Dataset entries
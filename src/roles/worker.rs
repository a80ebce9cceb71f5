//! Worker role: cache one model, then evaluate scenarios until told to stop.
//!
//! Lifecycle is a one-way state machine:
//!
//! ```text
//! Booting -> AwaitingModel -> Ready -> Draining
//! ```
//!
//! The model is consumed exactly once per process lifetime. A worker that
//! cached its model before a republish keeps running against the stale copy
//! indefinitely; the slot only changes what a new consumer observes.

use crate::broker::{with_retry, Broker, Delivery};
use crate::models::config::Config;
use crate::models::error::{ChannelError, Result, SimError};
use crate::models::message::{ModelEnvelope, ResultMsg, Scenario};
use crate::models::spec::ModelSpec;
use crate::sim::evaluate;
use std::time::{Duration, Instant};
use tokio::sync::watch;
use tracing::{debug, info, warn};

/// Worker lifecycle states. No transition ever goes backwards.
#[derive(Debug, Clone, Copy, PartialEq, Eq)]
pub enum WorkerState {
    Booting,
    AwaitingModel,
    Ready,
    Draining,
}

/// Statistics for one worker's lifetime.
#[derive(Debug, Clone, Default)]
pub struct WorkerStats {
    /// Scenarios evaluated successfully
    pub processed: u64,
    /// Results published (equals `processed`)
    pub published: u64,
    /// Scenarios dropped on evaluation failure
    pub failed: u64,
    /// Total runtime in seconds
    pub runtime_secs: f64,
}

/// A scenario worker.
pub struct Worker {
    id: String,
    broker: Broker,
    max_retries: u32,
    state_tx: watch::Sender<WorkerState>,
    shutdown: watch::Receiver<bool>,
}

impl Worker {
    /// Create a worker. Returns the worker and a receiver observing its
    /// state transitions.
    pub fn new(
        broker: Broker,
        config: &Config,
        id: impl Into<String>,
        shutdown: watch::Receiver<bool>,
    ) -> (Self, watch::Receiver<WorkerState>) {
        let (state_tx, state_rx) = watch::channel(WorkerState::Booting);
        (
            Self {
                id: id.into(),
                broker,
                max_retries: config.broker.max_retries,
                state_tx,
                shutdown,
            },
            state_rx,
        )
    }

    fn transition(&self, state: WorkerState) {
        debug!(worker = %self.id, ?state, "state transition");
        self.state_tx.send_replace(state);
    }

    /// Run the worker to completion (shutdown signal or scenario channel
    /// closed and drained).
    pub async fn run(self) -> Result<WorkerStats> {
        let start = Instant::now();
        let mut stats = WorkerStats::default();
        let mut shutdown = self.shutdown.clone();

        self.transition(WorkerState::AwaitingModel);
        let spec = match self.await_model().await {
            Ok(spec) => spec,
            Err(SimError::Channel(ChannelError::Closed)) => {
                // Model channel torn down before any model arrived.
                self.transition(WorkerState::Draining);
                stats.runtime_secs = start.elapsed().as_secs_f64();
                return Ok(stats);
            }
            Err(e) => return Err(e),
        };

        self.transition(WorkerState::Ready);
        info!(
            worker = %self.id,
            expression = %spec.expression(),
            "model cached; consuming scenarios"
        );

        loop {
            tokio::select! {
                biased;
                // Shutdown interrupts only this blocking consume; an
                // evaluation already in flight below completes first.
                _ = shutdown.changed() => break,
                delivery = self.broker.scenarios().consume() => match delivery {
                    Ok(delivery) => self.handle_scenario(&spec, delivery, &mut stats).await?,
                    Err(SimError::Channel(ChannelError::Closed)) => break,
                    Err(e) => return Err(e),
                },
            }
        }

        self.transition(WorkerState::Draining);
        stats.runtime_secs = start.elapsed().as_secs_f64();
        info!(
            worker = %self.id,
            processed = stats.processed,
            failed = stats.failed,
            "worker drained"
        );
        Ok(stats)
    }

    /// Block until one model envelope is consumed and decoded. Called exactly
    /// once; the returned spec is cached for the rest of the process.
    async fn await_model(&self) -> Result<ModelSpec> {
        loop {
            let bytes = self.broker.model().consume().await?;
            match ModelEnvelope::from_bytes(&bytes).and_then(|e| e.into_spec()) {
                Ok(spec) => return Ok(spec),
                Err(e) => {
                    // The slot still holds the bad envelope; pace the retry
                    // while waiting for a republish.
                    warn!(
                        worker = %self.id,
                        error = %e,
                        "undecodable model envelope; waiting for a republish"
                    );
                    tokio::time::sleep(Duration::from_secs(1)).await;
                }
            }
        }
    }

    async fn handle_scenario(
        &self,
        spec: &ModelSpec,
        delivery: Delivery,
        stats: &mut WorkerStats,
    ) -> Result<()> {
        let scenario = match Scenario::from_bytes(delivery.payload()) {
            Ok(scenario) => scenario,
            Err(e) => {
                warn!(worker = %self.id, error = %e, "rejecting malformed scenario payload");
                delivery.reject(false);
                return Ok(());
            }
        };

        match evaluate(spec.expression(), &scenario.values) {
            Ok(value) => {
                let payload = ResultMsg {
                    scenario_id: scenario.id,
                    worker_id: self.id.clone(),
                    value,
                }
                .to_bytes()?;

                let results = self.broker.results().clone();
                with_retry(self.max_retries, move || {
                    let results = results.clone();
                    let payload = payload.clone();
                    async move { results.publish(payload) }
                })
                .await?;

                delivery.ack();
                stats.processed += 1;
                stats.published += 1;
                if stats.processed % 10 == 0 {
                    debug!(worker = %self.id, processed = stats.processed, "progress");
                }
            }
            Err(e) => {
                // Not requeued: the scenario is permanently lost and the
                // loop continues with the next one.
                stats.failed += 1;
                warn!(
                    worker = %self.id,
                    scenario_id = scenario.id,
                    error = %e,
                    "evaluation failed; dropping scenario"
                );
                delivery.reject(false);
            }
        }

        Ok(())
    }
}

## What you should do
From the records above, pull every line that carries the word "crate".

## Result of the exercise
use crate::broker::{with_retry, Broker, Delivery};
use crate::models::config::Config;
use crate::models::error::{ChannelError, Result, SimError};
use crate::models::message::{ModelEnvelope, ResultMsg, Scenario};
use crate::models::spec::ModelSpec;
use crate::sim::evaluate;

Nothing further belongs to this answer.